── AVAILABLE DATA

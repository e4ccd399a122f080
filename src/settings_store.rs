// SPDX-FileCopyrightText: 2026 Mattia Egloff <mattia.egloff@pm.me>
//
// SPDX-License-Identifier: GPL-3.0-or-later

//! Host Settings Store
//!
//! The host application keeps a small shared settings record that other UI
//! surfaces (status pages, property inspectors) read. The relay pushes the
//! current connection counts into it whenever the connection registry
//! changes, so those surfaces never need to query the relay directly.

use std::path::{Path, PathBuf};
use std::sync::{Arc, Mutex};

use serde::{Deserialize, Serialize};
use serde_json::{Map, Value};
use tokio::runtime::Handle;
use tokio::sync::watch;
use tracing::{debug, warn};

/// Connection counts as stored in the host's global settings.
#[derive(Debug, Clone, Copy, Default, PartialEq, Eq, Serialize, Deserialize)]
#[serde(rename_all = "camelCase")]
pub struct ConnectionCounts {
    /// Number of connected clients of any class.
    pub client_count: usize,
    /// Number of connections classified as the primary application.
    pub main_app_count: usize,
}

/// Receives connection counts from the registry.
pub trait SettingsStore: Send + Sync {
    /// Publishes new counts. Called on every registry mutation, possibly
    /// from a runtime worker, so it must not block on I/O.
    fn publish_connection_counts(&self, counts: ConnectionCounts);

    /// Returns the last published counts.
    fn connection_counts(&self) -> ConnectionCounts;
}

/// In-memory settings store.
#[derive(Default)]
pub struct MemorySettingsStore {
    counts: Mutex<ConnectionCounts>,
}

impl MemorySettingsStore {
    pub fn new() -> Self {
        Self::default()
    }
}

impl SettingsStore for MemorySettingsStore {
    fn publish_connection_counts(&self, counts: ConnectionCounts) {
        *self.counts.lock().unwrap() = counts;
    }

    fn connection_counts(&self) -> ConnectionCounts {
        *self.counts.lock().unwrap()
    }
}

/// Settings store backed by a JSON object on disk.
///
/// Only `clientCount` and `mainAppCount` are written; any other keys already
/// present in the file are preserved. Inside a tokio runtime the file is
/// written by a background task on the blocking pool, which always writes
/// the latest counts and skips intermediate ones. Outside a runtime each
/// publish writes synchronously.
pub struct JsonFileSettingsStore {
    path: Arc<PathBuf>,
    counts: Mutex<ConnectionCounts>,
    writer: Option<watch::Sender<ConnectionCounts>>,
}

impl JsonFileSettingsStore {
    /// Opens the store and resets the persisted counts to zero, since no
    /// connection survives a restart. The reset is written before returning.
    pub fn open(path: impl Into<PathBuf>) -> Self {
        let path = Arc::new(path.into());
        let initial = ConnectionCounts::default();
        if let Err(e) = write_counts(&path, initial) {
            warn!("Failed to reset connection counts in {}: {}", path.display(), e);
        }

        let writer = Handle::try_current().ok().map(|runtime| {
            let (tx, rx) = watch::channel(initial);
            runtime.spawn(run_writer(path.clone(), rx));
            tx
        });

        JsonFileSettingsStore {
            path,
            counts: Mutex::new(initial),
            writer,
        }
    }

    pub fn path(&self) -> &Path {
        &self.path
    }
}

impl SettingsStore for JsonFileSettingsStore {
    fn publish_connection_counts(&self, counts: ConnectionCounts) {
        *self.counts.lock().unwrap() = counts;
        match &self.writer {
            Some(writer) => {
                writer.send_replace(counts);
            }
            None => {
                if let Err(e) = write_counts(&self.path, counts) {
                    warn!(
                        "Failed to write connection counts to {}: {}",
                        self.path.display(),
                        e
                    );
                }
            }
        }
    }

    fn connection_counts(&self) -> ConnectionCounts {
        *self.counts.lock().unwrap()
    }
}

/// Writes every change seen on `rx` until the store is dropped.
async fn run_writer(path: Arc<PathBuf>, mut rx: watch::Receiver<ConnectionCounts>) {
    while rx.changed().await.is_ok() {
        let counts = *rx.borrow_and_update();
        let target = path.clone();
        match tokio::task::spawn_blocking(move || write_counts(&target, counts)).await {
            Ok(Ok(())) => {}
            Ok(Err(e)) => warn!(
                "Failed to write connection counts to {}: {}",
                path.display(),
                e
            ),
            Err(e) => warn!("Settings writer task failed: {}", e),
        }
    }
    debug!("Settings writer for {} stopped", path.display());
}

fn write_counts(path: &Path, counts: ConnectionCounts) -> std::io::Result<()> {
    let mut object = match std::fs::read(path) {
        Ok(data) => match serde_json::from_slice::<Value>(&data) {
            Ok(Value::Object(map)) => map,
            _ => Map::new(),
        },
        Err(_) => Map::new(),
    };

    object.insert("clientCount".to_string(), counts.client_count.into());
    object.insert("mainAppCount".to_string(), counts.main_app_count.into());

    if let Some(parent) = path.parent() {
        std::fs::create_dir_all(parent)?;
    }
    let data = serde_json::to_vec_pretty(&Value::Object(object))?;
    std::fs::write(path, data)
}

────

[TASK ITEM] How many lines in the listing above have the word "other" in them? Count them and give the number alone.

[REPLY] 2